D’ici peu nous publierons une petite vidéo résumant nos escales à Loch Spelve et Loch Buie et intégrant des images du cercle de mégalithes.
C’est en fin de journée que nous arrivons tranquillement à la voile à l’extrémité Est du Loch Melfort, jetant l’ancre dans un fond vaseux bien collant (pour la chaîne et le pont aussi d’ailleurs…). A peine arrivés, Damien reçoit un appel d’un de ses amis et ancien élève, Christian, en route depuis Leeds pour nous rejoindre à bord pour la soirée ! Passionné par l’Ecosse, il est une source intarissable d’idées de lieux à visiter, tous plus reculés, intéressants et sauvages les uns que les autres. Les cartes papier et celles de la tablette se sont progressivement retrouvées garnies de petits points supplémentaires et d’annotations. S’ajoute à cela une petite liste de livres à consulter… De quoi répondre à nos envies d’explorer et d’apprendre pour des semaines voire des mois… !

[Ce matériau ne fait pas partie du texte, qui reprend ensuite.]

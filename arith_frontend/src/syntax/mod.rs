//! Syntax analysis module: TokenStream to AST
//!
//! [`ExprParser`] implements the grammar; [`parse_tokens`] wraps it with
//! the depth limit from the runtime preferences and success logging.

mod error;
mod parser;

pub use error::{describe_expected, SyntaxError, SyntaxResult};
pub use parser::ExprParser;

use crate::config::runtime::SyntaxPreferences;
use crate::grammar::ast::Expr;
use crate::logging::codes;
use crate::tokens::TokenStream;
use crate::{log_debug, log_success};

/// Parser using the compile-time depth limit
pub fn create_parser(tokens: TokenStream) -> ExprParser {
    ExprParser::new(tokens)
}

/// Parse a complete expression from `tokens`.
///
/// Failures are logged where they are raised, so only success is logged here.
pub fn parse_tokens(tokens: TokenStream, preferences: &SyntaxPreferences) -> SyntaxResult<Expr> {
    log_debug!("Starting syntax analysis", "tokens" => tokens.len());

    let mut parser = ExprParser::with_max_depth(tokens, preferences.effective_max_depth());
    let expr = parser.parse()?;

    log_success!(codes::success::AST_CONSTRUCTION_COMPLETE,
        "Syntax analysis completed successfully",
        "nodes" => expr.node_count(),
        "depth" => expr.depth(),
        "max_nesting" => parser.deepest()
    );
    if preferences.log_ast {
        log_debug!("Parsed expression", "ast" => expr);
    }

    Ok(expr)
}

#[cfg(test)]
mod tests {
    use super::*;
    use crate::tokens::{TokenKind, TokenStreamBuilder};

    fn preferences(max_parse_depth: usize) -> SyntaxPreferences {
        SyntaxPreferences {
            max_parse_depth,
            log_ast: true,
        }
    }

    #[test]
    fn test_parse_tokens() {
        let tokens = TokenStreamBuilder::new()
            .push_all(&[
                (TokenKind::Num, "1.0"),
                (TokenKind::Plus, "+"),
                (TokenKind::Num, "2.0"),
            ])
            .build();
        let expr = parse_tokens(tokens, &preferences(64)).unwrap();
        assert_eq!(expr.evaluate(), 3.0);
    }

    #[test]
    fn test_parse_tokens_honours_lowered_depth() {
        let tokens = TokenStreamBuilder::new()
            .push_all(&[
                (TokenKind::LParen, "("),
                (TokenKind::LParen, "("),
                (TokenKind::Num, "1.0"),
                (TokenKind::RParen, ")"),
                (TokenKind::RParen, ")"),
            ])
            .build();
        let error = parse_tokens(tokens, &preferences(1)).unwrap_err();
        assert_eq!(error.error_code(), codes::syntax::NESTING_TOO_DEEP);
    }

    #[test]
    fn test_create_parser_uses_compile_time_limit() {
        let parser = create_parser(TokenStreamBuilder::new().build());
        assert_eq!(
            parser.max_depth(),
            crate::config::compile_time::syntax::MAX_PARSE_DEPTH
        );
    }
}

Le lendemain matin, à l’arrivée au petit ponton de l’hôtel de Kilmelfort avant de faire route avec Christian vers Oban pour un avitaillement en produits frais, une deuxième belle surprise nous attend : la rencontre avec Vicky et Margaret, toutes deux occupées sur leur magnifique petit voilier. Nous pensions prendre le bus pour revenir d’Oban, c’est finalement Vicky qui passera nous chercher directement au supermarché ! Lors de ce trajet sinueux entre lochs et collines, nous l’invitons, ainsi que Margaret, à venir visiter notre “huge sailboat”, qui appartient à l’association Karukinka. S’ensuivent les questions sur le pourquoi du comment de l’association, du navire, des recherches de Lauriane et de notre venue en Ecosse… et elle nous apprend qu’elle est chercheuse en histoire médiévale à l’université de Glasgow.
C’est après le déjeuner du lendemain qu’elle vient nous faire un magnifique cadeau : plusieurs heures de cours d’histoire médiévale écossaise dans le carré de Milagro ! Carte à l’appui, références historiques, informations sur l’histoire cachée de lieux et de dynamiques de peuplement,… nous n’en perdons pas une miette. “Ici l’histoire a été faite par les navigateurs, à la voile” . Cette remarque pleine de bon sens compte tenu de la morphologie des lieux nous rappelle qu’effectivement, les échanges d’idées, les influences culturelles, les batailles, les invasions de toutes parts, les processus de colonisation, les vagues de réformes religieuses, les évolutions technologiques,… ont existé grâce à la voile (et à la rame…).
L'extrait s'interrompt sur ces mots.